More studies need to be done in order to better understand Alzheimer’s. There might be some good news.
A recent study is adding evidence to the claims that exercise, particularly aerobics, can reduce cognitive decline among patients with Alzheimer’s.
What the Science Says
The research involved 96 participants, all of whom are above the age of 66 and have been diagnosed with Alzheimer’s. They were split into two groups. One group, which consists of 64 patients, was asked to partake in supervised cycling classes three times a week in the span of six months. The remaining 32 patients – the control group – did supervise stretching and a range of motion exercise classes for the same frequency and length.
The researchers monitored the heart rates of participants in both groups. They also helped the participants in the cycling group to reach 50 to 70 percent heart rate reserve and the control group to maintain less than 20 percent heart rate reserve.
Throughout the research, the cognition of the participants was also periodically tested.
By the end, the researchers found that, although participants in both groups did better in cognitive tests compared to if they continued regular treatment, those who cycled for six months showed greater results. The findings suggest that six months of aerobic exercise intervention can significantly reduce cognitive decline.
The paper, which was published in the Journal of Alzheimer’s Disease in March 2021, was a pilot study that lays the ground for larger studies that will prove a greater association later on.
While the findings of the study are not conclusive, there has been previous research that supports the potential benefits of exercise to diminish the common symptoms of Alzheimer’s. One research involving mice from 2018 discovered that regular physical exercise can “clean up” the brain and allow the new nerve cells in the hippocampus, the region that plays a major role in learning and memory, to improve cognitive function.
What aerobic exercises can seniors diagnosed with Alzheimer’s can do with a home health aid?
Seniors who do not have issues with mobility should enroll in dancing classes. Aside from being an enjoyable physical activity, dancing is an aerobic exercise that has also been proven to reverse the signs of aging in the brain.
One paper from 2017 found that dancing showed the most benefits in counteracting the age-related decline of cognitive capacity.
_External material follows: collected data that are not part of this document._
//! Triage Board Engine Library
//!
//! Classifies tracker work items (issues and pull requests) into named,
//! human-meaningful buckets using a declarative rule language: filters
//! compose into rules, rules into collections with list or kanban display
//! policies, dedup, and overflow capping. Classification is deterministic
//! and repeatable over an immutable item snapshot.

pub mod cli;
pub mod collection;
pub mod config;
pub mod domain;
pub mod engine;
pub mod errors;
pub mod filter;
pub mod output;
pub mod rules;
pub mod schema;

// Re-export commonly used types
pub use collection::{CollectionResult, DisplayMode, RuleResult};
pub use config::{load_config, load_snapshot, TriageConfig};
pub use domain::{Item, ItemKind, ItemState, Snapshot};
pub use engine::{Classification, CompiledSet};
pub use errors::{ConfigError, ConfigErrors};
pub use output::{ExitCode, JsonError, JsonOutput};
In addition, dancing can increase strength and flexibility among seniors. Although it would be more fun in a group setting along with other seniors, patients can also start dancing in private and with the assistance of a caregiver.
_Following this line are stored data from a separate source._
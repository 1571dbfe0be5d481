//! Structured output formatting for CLI commands.
//!
//! Provides consistent JSON output for both success and error cases, so the
//! CLI stays machine-readable for automation and agents driving triage runs.

use chrono::Utc;
use serde::Serialize;
use serde_json::Value;
use std::fmt::Display;
use std::io::{self, Write};

/// Version of the JSON output format
const OUTPUT_VERSION: &str = "0.1.0";

/// Context for controlling output verbosity
pub struct OutputContext {
    quiet: bool,
    json: bool,
}

impl OutputContext {
    /// Create a new output context
    pub fn new(quiet: bool, json: bool) -> Self {
        Self { quiet, json }
    }

    /// Print informational message (suppressed by --quiet or --json)
    pub fn print_info(&self, msg: impl Display) -> io::Result<()> {
        if !self.quiet && !self.json {
            writeln_safe(&format!("{}", msg))
        } else {
            Ok(())
        }
    }

    /// Print success message (suppressed by --quiet or --json)
    pub fn print_success(&self, msg: impl Display) -> io::Result<()> {
        if !self.quiet && !self.json {
            writeln_safe(&format!("{}", msg))
        } else {
            Ok(())
        }
    }

    /// Print error (always shown to stderr)
    pub fn print_error(&self, msg: impl Display) -> io::Result<()> {
        writeln_safe_stderr(&format!("Error: {}", msg))
    }
}

/// Safe println that handles broken pipes gracefully
fn writeln_safe(msg: &str) -> io::Result<()> {
    match writeln!(io::stdout(), "{}", msg) {
        Ok(_) => Ok(()),
        Err(e) if e.kind() == io::ErrorKind::BrokenPipe => {
            // Silently exit on broken pipe (expected when piping to head, etc.)
            std::process::exit(0);
        }
        Err(e) => Err(e),
    }
}

/// Safe eprintln that handles broken pipes gracefully
fn writeln_safe_stderr(msg: &str) -> io::Result<()> {
    match writeln!(io::stderr(), "{}", msg) {
        Ok(_) => Ok(()),
        Err(e) if e.kind() == io::ErrorKind::BrokenPipe => {
            std::process::exit(0);
        }
        Err(e) => Err(e),
    }
}

/// Wrapper for successful command output with metadata
#[derive(Debug, Serialize)]
pub struct JsonOutput<T: Serialize> {
    pub success: bool,
    pub data: T,
    pub metadata: Metadata,
}

impl<T: Serialize> JsonOutput<T> {
    /// Create a new successful output with the given data
    pub fn success(data: T, command: impl Into<String>) -> Self {
        Self {
            success: true,
            data,
            metadata: Metadata::new(command),
        }
    }

    /// Serialize to JSON string with pretty formatting
    pub fn to_json_string(&self) -> Result<String, serde_json::Error> {
        serde_json::to_string_pretty(self)
    }
}

/// Wrapper for error output
#[derive(Debug, Serialize)]
pub struct JsonError {
    pub success: bool,
    pub error: ErrorDetail,
    pub metadata: Metadata,
}

impl JsonError {
    /// Create a new error output
    pub fn new(
        code: impl Into<String>,
        message: impl Into<String>,
        command: impl Into<String>,
    ) -> Self {
        Self {
            success: false,
            error: ErrorDetail {
                code: code.into(),
                message: message.into(),
                details: None,
            },
            metadata: Metadata::new(command),
        }
    }

    /// Attach structured details to the error
    pub fn with_details(mut self, details: Value) -> Self {
        self.error.details = Some(details);
        self
    }

    /// Serialize to JSON string with pretty formatting
    pub fn to_json_string(&self) -> Result<String, serde_json::Error> {
        serde_json::to_string_pretty(self)
    }

    /// Get the appropriate exit code for this error
    pub fn exit_code(&self) -> ExitCode {
        match self.error.code.as_str() {
            "CONFIG_INVALID" => ExitCode::ValidationFailed,
            "NOT_FOUND" | "COLLECTION_NOT_FOUND" => ExitCode::NotFound,
            "INVALID_ARGUMENT" => ExitCode::InvalidArgument,
            "IO_ERROR" => ExitCode::ExternalError,
            _ => ExitCode::GenericError,
        }
    }
}

/// Error details including code and message
#[derive(Debug, Serialize)]
pub struct ErrorDetail {
    /// Error code (e.g., "CONFIG_INVALID", "COLLECTION_NOT_FOUND")
    pub code: String,
    /// Human-readable error message
    pub message: String,
    /// Optional additional error details
    #[serde(skip_serializing_if = "Option::is_none")]
    pub details: Option<Value>,
}

/// Metadata attached to every JSON envelope
#[derive(Debug, Serialize)]
pub struct Metadata {
    /// Output format version
    pub version: String,
    /// Command that produced this output
    pub command: String,
    /// When the output was produced
    pub timestamp: String,
}

impl Metadata {
    fn new(command: impl Into<String>) -> Self {
        Self {
            version: OUTPUT_VERSION.to_string(),
            command: command.into(),
            timestamp: Utc::now().to_rfc3339(),
        }
    }
}

/// Standardized exit codes for the triage CLI
///
/// These codes follow Unix conventions and provide consistent error
/// reporting for automation and scripting.
#[derive(Debug, Clone, Copy, PartialEq, Eq)]
#[repr(i32)]
pub enum ExitCode {
    /// Command succeeded (0)
    Success = 0,
    /// Generic error (1)
    GenericError = 1,
    /// Invalid arguments or usage error (2)
    InvalidArgument = 2,
    /// Resource not found - file, collection, rule (3)
    NotFound = 3,
    /// Configuration validation failed (4)
    ValidationFailed = 4,
    /// External dependency failed - file system, codec (10)
    ExternalError = 10,
}

impl ExitCode {
    /// Convert exit code to i32 for `std::process::exit`
    pub fn code(self) -> i32 {
        self as i32
    }
}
Tai chi is a form of Chinese martial arts that combines gentle and graceful movements with meditation. It improves balance and overall makes the body stronger and healthier.
It is also an aerobic exercise that may appeal to seniors because it is low-impact. The movements are also slow and easy to follow.
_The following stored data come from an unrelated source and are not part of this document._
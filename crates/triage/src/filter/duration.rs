//! Signed duration windows for temporal filters.
//!
//! Patterns like `+7d` (at least seven days old) and `-30d` (updated within
//! the last thirty days) compile into typed windows evaluated against a
//! caller-supplied evaluation time. The exact boundary belongs to `+`.

use chrono::{DateTime, Duration, Utc};
use regex::Regex;
use std::sync::OnceLock;

/// Pattern grammar: sign, magnitude, unit (minutes, hours, days, weeks)
static DURATION_REGEX: OnceLock<Regex> = OnceLock::new();

fn duration_regex() -> &'static Regex {
    DURATION_REGEX
        .get_or_init(|| Regex::new(r"^([+-])(\d+)([mhdw])$").expect("duration regex should compile"))
}

/// A signed duration window relative to evaluation time
#[derive(Debug, Clone, Copy, PartialEq, Eq)]
pub struct DurationWindow {
    /// `+` selects timestamps at least `span` old, `-` selects more recent ones
    at_least: bool,
    span: Duration,
}

impl DurationWindow {
    /// Parse a signed duration pattern, e.g. `+7d`, `-12h`, `+2w`.
    ///
    /// Returns `None` for anything outside the grammar, including magnitudes
    /// too large to represent.
    pub fn parse(pattern: &str) -> Option<DurationWindow> {
        let caps = duration_regex().captures(pattern)?;
        let magnitude: i64 = caps[2].parse().ok()?;
        let span = match &caps[3] {
            "m" => Duration::try_minutes(magnitude)?,
            "h" => Duration::try_hours(magnitude)?,
            "d" => Duration::try_days(magnitude)?,
            "w" => Duration::try_weeks(magnitude)?,
            _ => return None,
        };
        Some(DurationWindow {
            at_least: &caps[1] == "+",
            span,
        })
    }

    /// Whether a timestamp falls inside this window at `now`.
    pub fn contains(&self, timestamp: DateTime<Utc>, now: DateTime<Utc>) -> bool {
        let elapsed = now.signed_duration_since(timestamp);
        if self.at_least {
            elapsed >= self.span
        } else {
            elapsed < self.span
        }
    }

    /// Whether a missing timestamp satisfies this window.
    ///
    /// A never-responded item is treated as infinitely long ago: it satisfies
    /// every staleness (`+`) window and no recency (`-`) window.
    pub fn matches_missing(&self) -> bool {
        self.at_least
    }
}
Moreover, in one study, it increased brain volume as well as improved the memory and cognitive function of older adults who were in their 60s and 70s. The changes were observed after participants of Chinese descent practiced tai chi for 30 minutes three times a week for eight months. In comparison, those who did not do the exercise had a decrease in brain volume typically observed among people within the age group.
Walking is the easiest aerobic exercise to start. It does not require any special equipment and it can be done anywhere, but preferably outdoors where the patient can get a daily dose of sunshine.
In addition, the difficulty can be customized based on the physical capacity of the patient. They can go fast if they feel strong and walk longer distances.
Moreover, previous studies have found that walking slows cognitive decline and reduces the risk of dementia among younger generations. It also quickens reaction time and boosts decision-making skills.
There is strong evidence that physical activity can improve Alzheimer’s. Although more studies need to be done, exercise has already been proven to benefit the mind and, more importantly, strengthen the body. Exercise – whether dancing, tai chi, or walking – will improve the overall health and well-being of seniors with Alzheimer’s disease.